ATI LPN
PN ATI Capstone Proctored Comprehensive Assessment B Quizlet
1. A nurse is assessing a newborn following a vaginal delivery. Which of the following findings should the nurse report to the provider?
- A. Vernix caseosa
- B. Head circumference of 34 cm
- C. Jaundice at 24 hours of age
- D. Respiratory rate of 50/min
Correct answer: C
Rationale: Jaundice within the first 24 hours of life is considered pathological and may indicate hemolytic disease or another serious condition, requiring further investigation.
2. A nurse is teaching about foot care to a client who has diabetes mellitus (DM). What statement indicates understanding?
- A. I should wear my slippers whenever I am out of bed
- B. I can walk barefoot at home
- C. I should apply lotion between my toes
- D. I can soak my feet in warm water
Correct answer: A
Rationale: The correct answer is A. Wearing slippers or shoes when out of bed is crucial for clients with diabetes as it protects the feet from injury. Walking barefoot, as mentioned in option B, can increase the risk of cuts, sores, and infections in diabetic patients. Applying lotion between the toes, as stated in option C, can lead to maceration and increase the risk of fungal infections. Similarly, soaking feet in warm water, as mentioned in option D, can cause skin breakdown and should be avoided by diabetic patients.
3. A nurse is providing discharge teaching for a client who is postop following abdominal surgery. Which of the following behaviors should the nurse identify as increasing the client's risk for complications?
- A. Walking twice daily
- B. Suppression of the urge to cough
- C. Suppression of the urge to defecate
- D. Lack of ambulation
Correct answer: C
Rationale: The correct answer is C. Suppression of the urge to defecate postoperatively can lead to complications such as constipation, which can increase the risk of complications after abdominal surgery. Walking twice daily (choice A) is actually beneficial for preventing complications such as deep vein thrombosis. Suppression of the urge to cough (choice B) can lead to issues like atelectasis. Lack of ambulation (choice D) can also contribute to complications like pneumonia and blood clots.
4. A client in labor has an epidural for pain control. Which of the following clinical manifestations is an adverse effect of epidural anesthesia?
- A. Polyuria
- B. Hypertension
- C. Pruritus
- D. Dry mouth
Correct answer: C
Rationale: Pruritus is a common adverse effect of epidural anesthesia, often due to the opioids administered with the epidural. It presents as itching on the skin and can cause significant discomfort to the client. Polyuria (excessive urination) and dry mouth are not typical adverse effects of epidural anesthesia. Hypertension is not commonly associated with epidural anesthesia; in fact, hypotension is a more frequent complication due to sympathetic blockade. Therefore, the correct answer is pruritus (choice C), as it is a known adverse effect of epidural anesthesia.

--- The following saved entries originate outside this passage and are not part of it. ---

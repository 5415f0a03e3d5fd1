//! Codec-preference rewrite for local SDP offers.
//!
//! The monitor device encodes its camera feed in H.264.  Offering only that
//! codec avoids a transcode on the device, so before the local offer is
//! applied the client rewrites it:
//!
//! 1. Find the payload type mapped to the codec by the first
//!    `a=rtpmap:<pt> <codec>/<clock>` line.  If there is none the SDP is
//!    returned untouched.
//! 2. Reduce every `m=video` line's payload list to that single payload type.
//! 3. Drop every `a=rtpmap`, `a=fmtp` and `a=rtcp-fb` line that belongs to a
//!    different payload type.
//!
//! All other lines keep their content and order.
//!
//! # Example
//!
//! ```text
//! m=video 9 UDP/TLS/RTP/SAVPF 96 102        m=video 9 UDP/TLS/RTP/SAVPF 102
//! a=rtpmap:96 VP8/90000               →     a=rtpmap:102 H264/90000
//! a=rtcp-fb:96 nack                         a=rtcp-fb:102 nack
//! a=rtpmap:102 H264/90000
//! a=rtcp-fb:102 nack
//! ```

use std::borrow::Cow;

const LINE_SEPARATOR: &str = "\r\n";

/// Attribute names that are scoped to a single payload type.
const CODEC_ATTRIBUTES: [&str; 3] = ["fmtp", "rtpmap", "rtcp-fb"];

/// Pins `codec` (e.g. `"H264"`) as the only video payload type in `sdp`.
///
/// Returns [`Cow::Borrowed`] with the input when the SDP has no `rtpmap`
/// entry for `codec`.
pub fn prefer_codec<'a>(sdp: &'a str, codec: &str) -> Cow<'a, str> {
    let lines: Vec<&str> = sdp.split(LINE_SEPARATOR).collect();

    let Some(payload_type) = lines.iter().find_map(|line| rtpmap_for(line, codec)) else {
        return Cow::Borrowed(sdp);
    };

    let rewritten: Vec<Cow<'_, str>> = lines
        .iter()
        .filter(|line| match codec_attribute(line) {
            Some((_, pt)) => pt == payload_type,
            None => true,
        })
        .map(|line| match rewrite_video_line(line, payload_type) {
            Some(new_line) => Cow::Owned(new_line),
            None => Cow::Borrowed(*line),
        })
        .collect();

    Cow::Owned(rewritten.join(LINE_SEPARATOR))
}

/// Returns the payload type if `line` is `a=rtpmap:<pt> <codec>/...`.
fn rtpmap_for<'a>(line: &'a str, codec: &str) -> Option<&'a str> {
    let rest = line.strip_prefix("a=rtpmap:")?;
    let (pt, encoding) = rest.split_once(char::is_whitespace)?;
    if !is_payload_type(pt) {
        return None;
    }
    let (name, _clock) = encoding.split_once('/')?;
    (name == codec).then_some(pt)
}

/// Splits `a=<name>:<pt>...` into `(name, pt)` for codec-scoped attributes.
fn codec_attribute(line: &str) -> Option<(&str, &str)> {
    let rest = line.strip_prefix("a=")?;
    let (name, value) = rest.split_once(':')?;
    if !CODEC_ATTRIBUTES.contains(&name) {
        return None;
    }
    let digits = value
        .find(|c: char| !c.is_ascii_digit())
        .unwrap_or(value.len());
    let pt = &value[..digits];
    is_payload_type(pt).then_some((name, pt))
}

/// Rewrites `m=video <port> <proto> <pts...>` to list only `payload_type`.
fn rewrite_video_line(line: &str, payload_type: &str) -> Option<String> {
    let rest = line.strip_prefix("m=video ")?;
    let mut fields = rest.splitn(3, ' ');
    let port = fields.next()?;
    let proto = fields.next()?;
    // A media line without any payload list is left alone.
    fields.next()?;
    if port.is_empty() || !port.bytes().all(|b| b.is_ascii_digit()) {
        return None;
    }
    Some(format!("m=video {port} {proto} {payload_type}"))
}

fn is_payload_type(s: &str) -> bool {
    !s.is_empty() && s.bytes().all(|b| b.is_ascii_digit())
}

// ── Tests ─────────────────────────────────────────────────────────────────────

#[cfg(test)]
mod tests {
    use super::*;

    fn join(lines: &[&str]) -> String {
        lines.join(LINE_SEPARATOR)
    }

    fn offer_with_vp8_and_h264() -> String {
        join(&[
            "v=0",
            "o=- 4611731400430051336 2 IN IP4 127.0.0.1",
            "s=-",
            "t=0 0",
            "m=video 9 UDP/TLS/RTP/SAVPF 96 97 102 103",
            "c=IN IP4 0.0.0.0",
            "a=recvonly",
            "a=rtpmap:96 VP8/90000",
            "a=rtcp-fb:96 nack",
            "a=rtpmap:97 rtx/90000",
            "a=fmtp:97 apt=96",
            "a=rtpmap:102 H264/90000",
            "a=rtcp-fb:102 nack pli",
            "a=fmtp:102 level-asymmetry-allowed=1;packetization-mode=1",
            "a=rtpmap:103 H264/90000",
            "a=fmtp:103 packetization-mode=0",
            "m=application 9 UDP/DTLS/SCTP webrtc-datachannel",
            "a=sctp-port:5000",
            "",
        ])
    }

    #[test]
    fn test_video_line_lists_only_first_h264_payload_type() {
        // Arrange
        let sdp = offer_with_vp8_and_h264();

        // Act
        let out = prefer_codec(&sdp, "H264");

        // Assert
        assert!(out
            .split(LINE_SEPARATOR)
            .any(|l| l == "m=video 9 UDP/TLS/RTP/SAVPF 102"));
    }

    #[test]
    fn test_codec_lines_for_other_payload_types_are_removed() {
        let sdp = offer_with_vp8_and_h264();
        let out = prefer_codec(&sdp, "H264");

        for line in out.split(LINE_SEPARATOR) {
            if let Some((name, pt)) = codec_attribute(line) {
                assert_eq!(pt, "102", "unexpected {name} line survived: {line}");
            }
        }
        assert!(out.contains("a=rtpmap:102 H264/90000"));
        assert!(out.contains("a=rtcp-fb:102 nack pli"));
        assert!(out.contains("a=fmtp:102 level-asymmetry-allowed=1;packetization-mode=1"));
    }

    #[test]
    fn test_unrelated_lines_are_kept_in_order() {
        let sdp = offer_with_vp8_and_h264();
        let out = prefer_codec(&sdp, "H264");
        let expected = join(&[
            "v=0",
            "o=- 4611731400430051336 2 IN IP4 127.0.0.1",
            "s=-",
            "t=0 0",
            "m=video 9 UDP/TLS/RTP/SAVPF 102",
            "c=IN IP4 0.0.0.0",
            "a=recvonly",
            "a=rtpmap:102 H264/90000",
            "a=rtcp-fb:102 nack pli",
            "a=fmtp:102 level-asymmetry-allowed=1;packetization-mode=1",
            "m=application 9 UDP/DTLS/SCTP webrtc-datachannel",
            "a=sctp-port:5000",
            "",
        ]);
        assert_eq!(out, expected);
    }

    #[test]
    fn test_sdp_without_h264_is_returned_unchanged() {
        // Arrange
        let sdp = join(&[
            "v=0",
            "m=video 9 UDP/TLS/RTP/SAVPF 96",
            "a=rtpmap:96 VP8/90000",
            "a=rtcp-fb:96 nack",
        ]);

        // Act
        let out = prefer_codec(&sdp, "H264");

        // Assert
        assert!(matches!(out, Cow::Borrowed(_)));
        assert_eq!(out, sdp);
    }

    #[test]
    fn test_codec_name_must_match_exactly() {
        // "H264-SVC" is a different codec and must not be picked.
        let sdp = join(&["m=video 9 RTP/AVP 96", "a=rtpmap:96 H264-SVC/90000"]);
        assert_eq!(prefer_codec(&sdp, "H264"), sdp);
    }

    #[test]
    fn test_attributes_without_payload_type_are_kept() {
        let sdp = join(&[
            "m=video 9 RTP/AVP 96 102",
            "a=rtpmap:96 VP8/90000",
            "a=rtpmap:102 H264/90000",
            "a=rtcp-fb:* nack",
            "a=extmap:1 urn:ietf:params:rtp-hdrext:toffset",
        ]);
        let out = prefer_codec(&sdp, "H264");
        assert!(out.contains("a=rtcp-fb:* nack"));
        assert!(out.contains("a=extmap:1 urn:ietf:params:rtp-hdrext:toffset"));
        assert!(!out.contains("VP8"));
    }

    #[test]
    fn test_non_video_media_lines_are_not_rewritten() {
        let sdp = join(&[
            "m=audio 9 UDP/TLS/RTP/SAVPF 111",
            "m=video 9 UDP/TLS/RTP/SAVPF 96 102",
            "a=rtpmap:102 H264/90000",
        ]);
        let out = prefer_codec(&sdp, "H264");
        assert!(out.starts_with("m=audio 9 UDP/TLS/RTP/SAVPF 111\r\n"));
        assert!(out.contains("m=video 9 UDP/TLS/RTP/SAVPF 102"));
    }

    #[test]
    fn test_codec_attribute_parses_name_and_payload_type() {
        assert_eq!(codec_attribute("a=fmtp:97 apt=96"), Some(("fmtp", "97")));
        assert_eq!(codec_attribute("a=rtcp-fb:102 nack"), Some(("rtcp-fb", "102")));
        assert_eq!(codec_attribute("a=ssrc:1234 cname:x"), None);
        assert_eq!(codec_attribute("m=video 9 RTP/AVP 96"), None);
    }
}
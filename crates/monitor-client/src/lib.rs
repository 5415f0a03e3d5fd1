//! monitor-client library crate.
//!
//! Connects a ground-station dashboard to a monitor device over WebRTC: one
//! receive-only video stream plus a JSON data channel for commands and
//! queries.
//!
//! # Architecture (clean architecture)
//!
//! ```text
//! Dashboard / CLI
//!         ↕  MonitorEvent stream, cmd/get futures
//! [monitor-client]
//!   ├── domain/           Pure types: ClientConfig, SignalingEndpoint
//!   ├── application/      Session lifecycle, negotiation, request correlation
//!   └── infrastructure/
//!         ├── peer/       PeerTransport over webrtc-rs (and a scripted double)
//!         ├── signaling   POST /offer over reqwest
//!         └── config_file Optional TOML configuration
//!         ↕
//! Monitor device (HTTP signaling + WebRTC)
//! ```
//!
//! # Layer rules
//!
//! - `domain` has no I/O and no async.
//! - `application` depends on `domain` and `monitor-core`; it reaches the
//!   outside world only through the traits in [`application::ports`].
//! - `infrastructure` implements those traits with webrtc-rs and reqwest.

/// Domain layer: configuration and addressing types (no I/O).
pub mod domain;

/// Application layer: the monitor client and its ports.
pub mod application;

/// Infrastructure layer: WebRTC transport, HTTP signaling, config file.
pub mod infrastructure;

pub use application::{ClientError, MonitorClient, MonitorEvent, PendingResponse, RequestError};
pub use domain::ClientConfig;
//! Error types for the monitor client.
//!
//! Each failure class has its own enum so callers can tell a rejected request
//! apart from a failed negotiation:
//!
//! | Type               | Raised by                                  | Surfaced as                      |
//! |--------------------|--------------------------------------------|----------------------------------|
//! | [`RequestError`]   | `cmd` / `get` / `notify`                   | the call's `Result`              |
//! | [`TransportError`] | the peer transport                         | inside [`NegotiationError`]      |
//! | [`SignalingError`] | the `POST /offer` exchange                 | inside [`NegotiationError`]      |
//! | [`ClientError`]    | asynchronous session work                  | `MonitorEvent::Error`            |

use std::time::Duration;

use monitor_core::{FrameError, RequestId};
use thiserror::Error;

/// Failure of a single correlated request.
///
/// Only the request that raised it is affected; the session carries on.
#[derive(Debug, Error)]
pub enum RequestError {
    /// No open data channel; nothing was sent or registered.
    #[error("data channel is closed")]
    ChannelClosed,

    /// The device answered with `{}`, which it uses for "no data".
    #[error("payload was empty for request {request_id}")]
    EmptyPayload { request_id: RequestId },

    /// The response carried no usable payload.
    #[error("response to request {request_id} has no payload")]
    MalformedResponse { request_id: RequestId },

    /// The channel or session closed before the response arrived.
    #[error("connection closed before a response arrived")]
    ConnectionClosed,

    /// No response within the configured request timeout.
    #[error("request {request_id} timed out after {after:?}")]
    TimedOut {
        request_id: RequestId,
        after: Duration,
    },

    /// The pending-request table is full.
    #[error("too many requests in flight (limit {limit})")]
    TooManyPending { limit: usize },

    /// The counter wrapped onto an identifier that is still awaiting a reply.
    #[error("request id {request_id} is still in flight")]
    RequestIdInUse { request_id: RequestId },

    /// The data channel refused the frame.
    #[error("failed to send request {request_id}: {reason}")]
    SendFailed {
        request_id: RequestId,
        reason: String,
    },

    /// The frame could not be serialised.
    #[error(transparent)]
    Encode(FrameError),
}

/// Failure reported by a peer transport implementation.
#[derive(Debug, Error, Clone, PartialEq, Eq)]
pub enum TransportError {
    /// The underlying WebRTC stack rejected an operation.
    #[error("{operation} failed: {message}")]
    Peer {
        operation: &'static str,
        message: String,
    },

    /// A send was attempted before the data channel was created.
    #[error("no data channel has been created")]
    NoDataChannel,

    /// The transport has been closed.
    #[error("transport is closed")]
    Closed,

    /// A session description could not be converted for the WebRTC stack.
    #[error("invalid session description: {0}")]
    InvalidDescription(String),
}

impl TransportError {
    pub fn peer(operation: &'static str, err: impl std::fmt::Display) -> Self {
        TransportError::Peer {
            operation,
            message: err.to_string(),
        }
    }
}

/// Failure of the HTTP offer/answer exchange.
#[derive(Debug, Error)]
pub enum SignalingError {
    /// The HTTP client could not be constructed.
    #[error("failed to build HTTP client: {0}")]
    Client(#[source] reqwest::Error),

    /// The request could not be sent or the body could not be read.
    #[error("signaling request to {url} failed: {source}")]
    Request {
        url: String,
        #[source]
        source: reqwest::Error,
    },

    /// The endpoint answered with a non-success status.
    #[error("signaling endpoint {url} returned HTTP {status}")]
    Status { url: String, status: u16 },

    /// The body is not a `{sdp, type}` document.
    #[error("signaling answer is not a valid session description: {0}")]
    InvalidAnswer(#[source] serde_json::Error),
}

/// Failure of the negotiation sequence.
#[derive(Debug, Error)]
pub enum NegotiationError {
    #[error(transparent)]
    Transport(#[from] TransportError),

    #[error(transparent)]
    Signaling(#[from] SignalingError),

    /// The transport reported no local description after it was applied.
    #[error("local description is missing after it was applied")]
    MissingLocalDescription,

    /// The session was disconnected or replaced while negotiating.
    #[error("session was replaced while negotiating")]
    Superseded,
}

/// Errors delivered asynchronously on the event stream.
#[derive(Debug, Error)]
pub enum ClientError {
    /// Negotiation failed; the session has been torn down.
    #[error("negotiation failed: {0}")]
    Negotiation(#[from] NegotiationError),

    /// A response arrived for an identifier nobody is waiting on.
    #[error("response with id {request_id} does not match any pending request: {frame}")]
    UnmatchedResponse { request_id: RequestId, frame: String },

    /// An inbound frame could not be decoded.
    #[error("malformed frame: {0}")]
    MalformedFrame(#[from] FrameError),
}

#[cfg(test)]
mod tests {
    use super::*;

    #[test]
    fn test_empty_payload_message_names_request() {
        let err = RequestError::EmptyPayload { request_id: 12 };
        assert_eq!(err.to_string(), "payload was empty for request 12");
    }

    #[test]
    fn test_transport_peer_helper_records_operation() {
        let err = TransportError::peer("create_offer", "boom");
        assert_eq!(err.to_string(), "create_offer failed: boom");
    }

    #[test]
    fn test_negotiation_error_wraps_transport_error_transparently() {
        let err: NegotiationError = TransportError::Closed.into();
        assert_eq!(err.to_string(), "transport is closed");
    }

    #[test]
    fn test_client_error_from_negotiation() {
        let err: ClientError = NegotiationError::MissingLocalDescription.into();
        assert!(matches!(err, ClientError::Negotiation(_)));
    }
}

5. Before administering blood products, which action should be taken?
- A. Assess the patient's temperature
- B. Document the patient’s response
- C. Prime IV tubing with 0.45% sodium chloride
- D. Administer epinephrine
Correct answer: A
Rationale: Before administering blood products, assessing the patient’s temperature is crucial. This action provides baseline data to detect any febrile reactions during or after the transfusion. Fever may indicate a transfusion reaction, so continuous monitoring of vital signs is essential throughout the procedure. Documenting the patient’s response (choice B) is important but comes after assessing the temperature. Priming IV tubing with 0.45% sodium chloride (choice C) is not directly related to the initial action required before administering blood products. Administering epinephrine (choice D) is not indicated unless there is a severe allergic reaction, which is not the standard initial step before blood product administration.